Глаза Салимы на мгновение напряженно остановились на чемто за его спиной. Рервик обернулся, рука на плазмере.
— Эй, — крикнул он Наргесу. — Стойте. И прикажите остановиться своим людям.
Наргес замер. Три фигуры, следующие за ним, сделали то же.
Рервик ощутил резкий запах. Салима схватилась за горло и осела.
— Слушайте меня внимательно, — сказал Рервик. — Один шаг, и я убью Салиму. Этот газ на меня не действует, как и любое паралитическое средство. (Сущая правда — Рервику сделали прививки перед какой-то экспедицией в места с дурной репутацией.) — Рервик, — напрягал голос Наргес, — одумайтесь. Вам не выбраться из болот. Вернитесь, мы договоримся. Дайте Цесариуму с дочерью улететь с Леха.
— Пусть летят. Они не нужны мне. Мне нужна Марья.
— Вы получите ее, как только вернете Салиму.
— А потом?
— Мы дадим вам птерик.
— Который рухнет через две минуты полета?
— Я полечу с вами.
— Залог не слишком ценный. Думаете, Цесариума остановит угроза вашей жизни?
— Кого вы хотите в заложники?
— Салиму.
— Это невозможно.
— Что ж, мы пойдем пешком. Мне нравится общество Салимы — с ней интересно беседовать. Напомните Болту — никаких фокусов с Марьей. И успокойте его — он мне не нужен. Хотя, если ему подучиться, я смог бы предложить Болту неплохую роль. Пусть подумает: возьмет псевдоним, никто не узнает, кем он был в прошлом, этот актер. У него недурные способности [7]. А теперь — уходите. Нам пора. Кстати, теперь в наших общих интересах, чтобы мы быстро и благополучно добрались. Сообщите моему помощнику Вуйчичу — пусть ждет нас в доме смотрителя болот. Какого участка, Салима?

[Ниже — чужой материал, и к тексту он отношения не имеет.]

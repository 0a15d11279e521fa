//! Scope highlight cache.
//!
//! Holds the last committed set of scope regions the renderer paints from, plus the lines
//! whose regions must be refreshed at the next commit. Commits replace whole lines at once, so
//! the renderer only ever sees regions of fully parsed lines.

use crate::buffer::EditBuffer;
use crate::delta::TextEdit;
use crate::intervals::{DamageSpan, SpanSet};
use crate::lexer::{ScopeKind, ScopeSegment};
use crate::parser::IncrementalParser;
use std::ops::Range;
use std::sync::Arc;

/// Base of the style ids produced by [`HighlightDescriptor::style_id`].
pub const SCOPE_STYLE_ID_BASE: u32 = 0x0500_0000;

/// What the renderer needs to paint a scope region.
#[derive(Debug, Clone, Copy, PartialEq, Eq, Hash)]
pub struct HighlightDescriptor {
    /// Scope nesting depth.
    pub depth: u16,
    /// Kind of text.
    pub kind: ScopeKind,
    /// Tint strength (0-100).
    pub strength: u8,
}

impl HighlightDescriptor {
    /// Style id for renderers that key styles by a single integer.
    ///
    /// The id encodes kind and depth, not strength.
    pub fn style_id(&self) -> u32 {
        SCOPE_STYLE_ID_BASE | (self.kind.code() << 16) | u32::from(self.depth)
    }
}

/// A painted range of the document.
#[derive(Debug, Clone, PartialEq, Eq, Hash)]
pub struct ScopeRegion {
    /// Char range (half-open).
    pub range: Range<usize>,
    /// How to paint it.
    pub descriptor: HighlightDescriptor,
}

/// A committed update, delivered to subscribers.
#[derive(Debug, Clone)]
pub struct ScopeBatch {
    /// Commit counter of the cache after this batch.
    pub generation: u64,
    /// Char ranges whose regions were replaced, ascending.
    pub refreshed: Vec<Range<usize>>,
    /// All committed regions after this batch.
    pub regions: Arc<[ScopeRegion]>,
    /// Set when the cache was emptied (highlighting switched off).
    pub cleared: bool,
}

/// Whether a segment is worth painting at all.
fn is_painted(segment: &ScopeSegment) -> bool {
    segment.depth > 0 || segment.kind != ScopeKind::Code
}

/// Committed scope regions plus pending refreshes.
#[derive(Debug, Clone, Default)]
pub struct ScopeHighlightCache {
    committed: Vec<ScopeRegion>,
    pending: SpanSet,
    strength: u8,
    generation: u64,
}

impl ScopeHighlightCache {
    /// Create an empty cache painting with `strength`.
    pub fn new(strength: u8) -> Self {
        Self {
            strength: strength.min(100),
            ..Self::default()
        }
    }

    /// Mark a span for refresh at the next commit.
    pub fn stage(&mut self, span: DamageSpan) {
        self.pending.insert(span);
    }

    /// Keep committed regions aligned with the text across an edit.
    ///
    /// Regions before the edit stay, regions after it shift, and the replaced or inserted text
    /// has no paint until the next commit. A region starting exactly where text is inserted
    /// moves past the insertion.
    pub fn apply_edit(&mut self, edit: &TextEdit) {
        self.pending.shift_for_edit(edit);

        let old_end = edit.old_end();
        let shift = |pos: usize| pos - edit.old_len + edit.new_len;
        let mut shifted = Vec::with_capacity(self.committed.len() + 1);
        for region in self.committed.drain(..) {
            if region.range.end <= edit.start {
                shifted.push(region);
            } else if region.range.start >= old_end {
                let range = shift(region.range.start)..shift(region.range.end);
                shifted.push(ScopeRegion { range, ..region });
            } else {
                if region.range.start < edit.start {
                    shifted.push(ScopeRegion {
                        range: region.range.start..edit.start,
                        descriptor: region.descriptor,
                    });
                }
                if region.range.end > old_end {
                    shifted.push(ScopeRegion {
                        range: edit.new_end()..shift(region.range.end),
                        descriptor: region.descriptor,
                    });
                }
            }
        }
        self.committed = shifted;
    }

    /// Replace the regions of every staged line with the parser's current segments.
    ///
    /// With `keep_stale`, lines the parser has not finished keep their current paint and stay
    /// staged; otherwise they are unpainted. Returns `None` when nothing was replaced.
    pub fn commit(
        &mut self,
        buffer: &EditBuffer,
        parser: &IncrementalParser,
        keep_stale: bool,
    ) -> Option<ScopeBatch> {
        if self.pending.is_empty() {
            return None;
        }

        let mut replacements: Vec<(Range<usize>, Vec<ScopeRegion>)> = Vec::new();
        let mut last_line = None;
        for span in self.pending.take() {
            let first = buffer.char_to_line(span.start);
            let last = if span.is_empty() {
                first
            } else {
                buffer.char_to_line(span.end - 1)
            };
            for line in first..=last {
                if last_line.is_some_and(|done| line <= done) {
                    continue;
                }
                last_line = Some(line);

                if keep_stale && parser.is_stale(line) {
                    self.pending.insert(buffer.line_span(line));
                    continue;
                }
                let span = buffer.line_span(line);
                replacements.push((span.start..span.end, self.line_regions(buffer, parser, line)));
            }
        }
        if replacements.is_empty() {
            return None;
        }

        let refreshed = merge_ranges(replacements.iter().map(|(range, _)| range.clone()));
        self.splice(replacements);
        self.generation += 1;
        tracing::debug!(
            generation = self.generation,
            regions = self.committed.len(),
            "committed scope regions"
        );
        Some(self.batch(refreshed, false))
    }

    /// Drop every region and pending refresh.
    pub fn clear(&mut self) -> ScopeBatch {
        let refreshed = match (self.committed.first(), self.committed.last()) {
            (Some(first), Some(last)) => vec![first.range.start..last.range.end],
            _ => Vec::new(),
        };
        self.committed.clear();
        self.pending.clear();
        self.generation += 1;
        self.batch(refreshed, true)
    }

    /// Change the tint strength of every committed region.
    ///
    /// Returns `None` when the strength is unchanged.
    pub fn set_strength(&mut self, strength: u8) -> Option<ScopeBatch> {
        let strength = strength.min(100);
        if strength == self.strength {
            return None;
        }
        self.strength = strength;
        for region in &mut self.committed {
            region.descriptor.strength = strength;
        }
        self.generation += 1;
        let refreshed = merge_ranges(self.committed.iter().map(|region| region.range.clone()));
        Some(self.batch(refreshed, false))
    }

    /// Tint strength applied to new regions.
    pub fn strength(&self) -> u8 {
        self.strength
    }

    /// Committed regions, ordered by start.
    pub fn regions(&self) -> &[ScopeRegion] {
        &self.committed
    }

    /// Committed regions overlapping `range`.
    pub fn regions_in(&self, range: Range<usize>) -> &[ScopeRegion] {
        let lo = self
            .committed
            .partition_point(|region| region.range.end <= range.start);
        let hi = self
            .committed
            .partition_point(|region| region.range.start < range.end);
        &self.committed[lo..hi.max(lo)]
    }

    /// Number of commits so far.
    pub fn generation(&self) -> u64 {
        self.generation
    }

    /// Whether refreshes are staged.
    pub fn has_pending(&self) -> bool {
        !self.pending.is_empty()
    }

    fn line_regions(
        &self,
        buffer: &EditBuffer,
        parser: &IncrementalParser,
        line: usize,
    ) -> Vec<ScopeRegion> {
        let Some(state) = parser.line(line).filter(|state| !state.stale) else {
            return Vec::new();
        };
        let base = buffer.line_start(line);
        state
            .segments
            .iter()
            .filter(|segment| is_painted(segment))
            .map(|segment| ScopeRegion {
                range: base + segment.columns.start..base + segment.columns.end,
                descriptor: HighlightDescriptor {
                    depth: segment.depth,
                    kind: segment.kind,
                    strength: self.strength,
                },
            })
            .collect()
    }

    /// Merge sorted, disjoint line replacements into the committed regions in one pass.
    fn splice(&mut self, replacements: Vec<(Range<usize>, Vec<ScopeRegion>)>) {
        let old = std::mem::take(&mut self.committed);
        let mut merged = Vec::with_capacity(old.len());
        let mut old = old.into_iter().peekable();

        for (range, regions) in replacements {
            while let Some(mut region) = old.next_if(|region| region.range.start < range.start) {
                region.range.end = region.range.end.min(range.start);
                merged.push(region);
            }
            while old
                .next_if(|region| region.range.start < range.end)
                .is_some()
            {}
            merged.extend(regions);
        }
        merged.extend(old);
        self.committed = merged;
    }

    fn batch(&self, refreshed: Vec<Range<usize>>, cleared: bool) -> ScopeBatch {
        ScopeBatch {
            generation: self.generation,
            refreshed,
            regions: Arc::from(self.committed.as_slice()),
            cleared,
        }
    }
}

/// Coalesce ascending ranges that overlap or touch.
fn merge_ranges(ranges: impl IntoIterator<Item = Range<usize>>) -> Vec<Range<usize>> {
    let mut merged: Vec<Range<usize>> = Vec::new();
    for range in ranges {
        match merged.last_mut() {
            Some(last) if range.start <= last.end => last.end = last.end.max(range.end),
            _ => merged.push(range),
        }
    }
    merged
}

Салима, только что пришедшая в себя, тихо сказала:
— Наргес, скажи отцу — мы… Мы проиграли. Я поведу его на участок Иокла. — Салима сделала паузу. — Ты помнишь участок Иокла, Наргес?
— Помню, — поклонился Наргес. — Помню, Дочь.
— Туда и направь Вуйчича. Мы будем там через сутки. Прощай. Минуту, она обратилась к Рервику, — нам понадобится еда.
— Я что-нибудь раздобуду, — сказал Рервик. — Идемте.
«Правильно ли я понял замысел Салимы?» — думал Рервик.
Несомненно, Болт попробует устроить ловушку в доме Иокла. Главное, ни на шаг не отпускать Салиму. Но что же дальше? Не станет же Наргес в самом деле сообщать Вуйчичу о том, где Андрис.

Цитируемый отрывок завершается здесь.